Noch etwas deutlicher spiegeln sich die aktuellen Entwicklungen der Kirche in den Beweggründen derjenigen wider, die angeben, aktuell einen Kirchenaustritt, entweder aus der evangelischen oder katholischen Kirche, in Erwägung zu ziehen oder schon einmal in Erwägung gezogen zu haben: So nennen rund zwei von fünf Befragten (39 Prozent) den Umgang der Kirche mit Missbrauchsfällen als potenziellen Austrittsgrund. Weitere Gründe, über einen Austritt nachzudenken, sind für die Befragten ebenfalls die Kirchensteuer (26 Prozent) sowie die Ansicht, dass die Kirche oder eine religiöse Zugehörigkeit nicht notwendig sei, um gläubig zu sein (23 Prozent). Jeder Fünfte (20 Prozent) gibt an, dass die moralischen und sozialen Vorstellungen der Kirche altmodisch und nicht mehr zeitgemäß seien. 16 Prozent der Befragten, die einen Austritt in Erwägung ziehen oder in Erwägung gezogen haben, sagen, dass sie bisher der bürokratische Aufwand vom tatsächlichen Austritt abgehalten habe. 14 Prozent sind trotz Überlegungen bisher nicht ausgetreten, weil sie gerne in Zukunft kirchliche Zeremonien, wie etwa eine Taufe oder Hochzeit, in Anspruch nehmen möchten.

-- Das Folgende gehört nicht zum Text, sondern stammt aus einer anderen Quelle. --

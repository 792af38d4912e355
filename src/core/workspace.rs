//! Snapshot, working copy and derived state
//!
//! [`Workspace`] is the only owner of the working copy. Every mutation goes
//! through it and is followed by the same pipeline:
//!
//! 1. apply the staging operation
//! 2. recompute the [`Diff`] against the snapshot
//! 3. re-validate every rule into a flat list of [`RuleIssue`]s
//!
//! The snapshot itself is only replaced by the sync controller, through
//! [`Workspace::accept_snapshot`], [`Workspace::commit_pushed`] and
//! [`Workspace::set_enabled`].

use crate::core::diff::{self, Diff};
use crate::core::error::{Error, Result, RuleIssue};
use crate::core::evaluate::{self, Packet, Verdict};
use crate::core::ruleset::{Policy, Rule, RulesetSnapshot, RulesetUpdate};
use crate::core::staging::{RuleEdit, StagedRule, StagingStore};
use crate::validators::{self, KnownInterfaces};
use uuid::Uuid;

#[derive(Debug, Clone, Default)]
pub struct Workspace {
    snapshot: Option<RulesetSnapshot>,
    staging: StagingStore,
    diff: Diff,
    issues: Vec<RuleIssue>,
    interfaces: KnownInterfaces,
}

impl Workspace {
    /// Workspace with no snapshot yet: empty and clean
    pub fn new() -> Self {
        Self::default()
    }

    pub fn snapshot(&self) -> Option<&RulesetSnapshot> {
        self.snapshot.as_ref()
    }

    pub fn staging(&self) -> &StagingStore {
        &self.staging
    }

    pub fn rules(&self) -> &[StagedRule] {
        self.staging.rules()
    }

    pub fn policy(&self) -> Policy {
        self.staging.policy()
    }

    pub fn diff(&self) -> Diff {
        self.diff
    }

    pub fn is_dirty(&self) -> bool {
        self.diff.is_dirty()
    }

    /// Remote enabled flag as last acknowledged; `false` before the first fetch
    pub fn is_enabled(&self) -> bool {
        self.snapshot.as_ref().is_some_and(|s| s.enabled)
    }

    /// Validation issues of the working copy, in rule order
    pub fn issues(&self) -> &[RuleIssue] {
        &self.issues
    }

    pub fn issues_for(&self, id: Uuid) -> impl Iterator<Item = &RuleIssue> {
        self.issues.iter().filter(move |issue| issue.rule_id == id)
    }

    pub fn interfaces(&self) -> &KnownInterfaces {
        &self.interfaces
    }

    // --- Snapshot transitions (sync controller only) ---

    /// Installs a freshly fetched snapshot and reseeds the working copy from it.
    ///
    /// Pending edits are discarded.
    pub(crate) fn accept_snapshot(&mut self, snapshot: RulesetSnapshot) {
        self.staging.load(&snapshot);
        self.snapshot = Some(snapshot);
        self.recompute();
    }

    /// Records a successful push: the pushed content becomes the snapshot.
    ///
    /// The working copy and its ids are kept, so edits made while the push was
    /// in flight stay staged (and keep the workspace dirty).
    pub(crate) fn commit_pushed(&mut self, update: RulesetUpdate) {
        let enabled = self.is_enabled();
        self.snapshot = Some(RulesetSnapshot {
            rules: update.rules,
            policy: update.policy,
            enabled,
        });
        self.recompute();
    }

    /// Records an acknowledged enable/disable
    pub(crate) fn set_enabled(&mut self, enabled: bool) {
        if let Some(snapshot) = &mut self.snapshot {
            snapshot.enabled = enabled;
        }
    }

    /// Replaces the interface catalog and re-validates
    pub fn set_interfaces(&mut self, interfaces: KnownInterfaces) {
        self.interfaces = interfaces;
        self.recompute();
    }

    // --- Staging operations ---

    /// Reverts the working copy to the snapshot.
    ///
    /// # Errors
    ///
    /// Returns [`Error::NoSnapshot`] before the first accepted fetch.
    pub fn reset(&mut self) -> Result<()> {
        let snapshot = self.snapshot.as_ref().ok_or(Error::NoSnapshot)?;
        self.staging.load(snapshot);
        self.recompute();
        Ok(())
    }

    /// See [`StagingStore::insert`].
    ///
    /// # Errors
    ///
    /// [`Error::NoSnapshot`] before the first fetch, otherwise as the store.
    pub fn insert(&mut self, rule: Rule, index: usize) -> Result<Uuid> {
        self.mutate(|store| store.insert(rule, index))
    }

    /// See [`StagingStore::insert_default`].
    ///
    /// # Errors
    ///
    /// [`Error::NoSnapshot`] before the first fetch, otherwise as the store.
    pub fn insert_default(&mut self) -> Result<Uuid> {
        self.mutate(StagingStore::insert_default)
    }

    /// See [`StagingStore::remove`].
    ///
    /// # Errors
    ///
    /// [`Error::NoSnapshot`] before the first fetch, otherwise as the store.
    pub fn remove(&mut self, id: Uuid) -> Result<Rule> {
        self.mutate(|store| store.remove(id))
    }

    /// See [`StagingStore::reorder`].
    ///
    /// # Errors
    ///
    /// [`Error::NoSnapshot`] before the first fetch, otherwise as the store.
    pub fn reorder(&mut self, from: usize, to: usize) -> Result<()> {
        self.mutate(|store| store.reorder(from, to))
    }

    /// See [`StagingStore::edit_field`].
    ///
    /// # Errors
    ///
    /// [`Error::NoSnapshot`] before the first fetch, otherwise as the store.
    pub fn edit_field(&mut self, id: Uuid, edit: RuleEdit) -> Result<()> {
        self.mutate(|store| store.edit_field(id, edit))
    }

    /// See [`StagingStore::set_policy`].
    ///
    /// # Errors
    ///
    /// [`Error::NoSnapshot`] before the first fetch.
    pub fn set_policy(&mut self, policy: Policy) -> Result<()> {
        self.mutate(|store| {
            store.set_policy(policy);
            Ok(())
        })
    }

    /// See [`StagingStore::import`].
    ///
    /// # Errors
    ///
    /// [`Error::NoSnapshot`] before the first fetch, otherwise as the store.
    pub fn import(&mut self, rules: Vec<Rule>, policy: Policy) -> Result<()> {
        self.mutate(|store| store.import(rules, policy))
    }

    fn mutate<T>(&mut self, op: impl FnOnce(&mut StagingStore) -> Result<T>) -> Result<T> {
        if self.snapshot.is_none() {
            return Err(Error::NoSnapshot);
        }
        let result = op(&mut self.staging);
        if result.is_ok() {
            self.recompute();
        }
        result
    }

    fn recompute(&mut self) {
        self.diff = match &self.snapshot {
            Some(snapshot) => Diff::compute(
                self.staging.semantic_rules(),
                self.staging.policy(),
                &snapshot.rules,
                snapshot.policy,
            ),
            None => Diff::CLEAN,
        };

        self.issues = self
            .staging
            .rules()
            .iter()
            .enumerate()
            .filter_map(|(index, staged)| {
                validators::validate_rule(staged.rule(), &self.interfaces)
                    .map(|errors| (index, staged.id(), errors))
            })
            .flat_map(|(index, rule_id, errors)| {
                errors
                    .iter()
                    .map(|(field, message)| RuleIssue {
                        index,
                        rule_id,
                        field,
                        message: message.to_string(),
                    })
                    .collect::<Vec<_>>()
            })
            .collect();
    }

    // --- Queries ---

    /// Record-level check used before any push.
    ///
    /// # Errors
    ///
    /// Returns [`Error::InvalidRuleset`] listing every failing rule and field.
    pub fn validate_all(&self) -> Result<()> {
        if self.issues.is_empty() {
            Ok(())
        } else {
            Err(Error::InvalidRuleset {
                issues: self.issues.clone(),
            })
        }
    }

    /// Payload that an apply would push
    pub fn to_update(&self) -> RulesetUpdate {
        self.staging.to_update()
    }

    /// Review diff of the pending changes, `None` when clean
    pub fn render_diff(&self) -> Option<String> {
        let snapshot = self.snapshot.as_ref()?;
        diff::render(
            &snapshot.rules,
            snapshot.policy,
            self.staging.semantic_rules(),
            self.staging.policy(),
        )
    }

    /// Which staged rule (or the candidate policy) would decide `packet`
    pub fn explain(&self, packet: &Packet) -> Verdict {
        evaluate::evaluate(self.staging.semantic_rules(), self.staging.policy(), packet)
    }

    /// Informational hints per rule: `(index, hint)`
    pub fn hints(&self) -> Vec<(usize, String)> {
        self.staging
            .semantic_rules()
            .enumerate()
            .flat_map(|(index, rule)| {
                validators::rule_hints(rule)
                    .into_iter()
                    .map(move |hint| (index, hint))
            })
            .collect()
    }
}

Auch in Schweden ist Kirchensteuer für jeden Zweiten der Hauptgrund für den Kirchenaustritt

Auch wenn der Kirchenaustritt in den untersuchten Ländern grundsätzlich unterschiedlich definiert wird, ähneln sich doch die Gründe für die Befragten, der Kirche als Institution den Rücken zu kehren: In Schweden (48 Prozent) und Dänemark (35 Prozent) etwa ist wie in Deutschland die Kirchensteuer der Hauptgrund für den Kirchenaustritt. Spanier (37 Prozent) und Italiener (32 Prozent) geben hingegen am häufigsten an, ihren Glauben in die Kirche als Institution verloren zu haben. Aber auch die Missbrauchsfälle innerhalb der Kirche (Spanien und Italien je 25 Prozent) und die sozialen und moralischen Vorstellungen der Kirche (Spanien: 25 Prozent, Italien: 31 Prozent) waren für viele ein Grund zur Abkehr. Im Vereinigten Königreich (30 Prozent) und Dänemark (31 Prozent) geben jeweils drei von zehn Befragten, die sich von der Kirche losgesagt haben, an, nicht (mehr) an Gott zu glauben.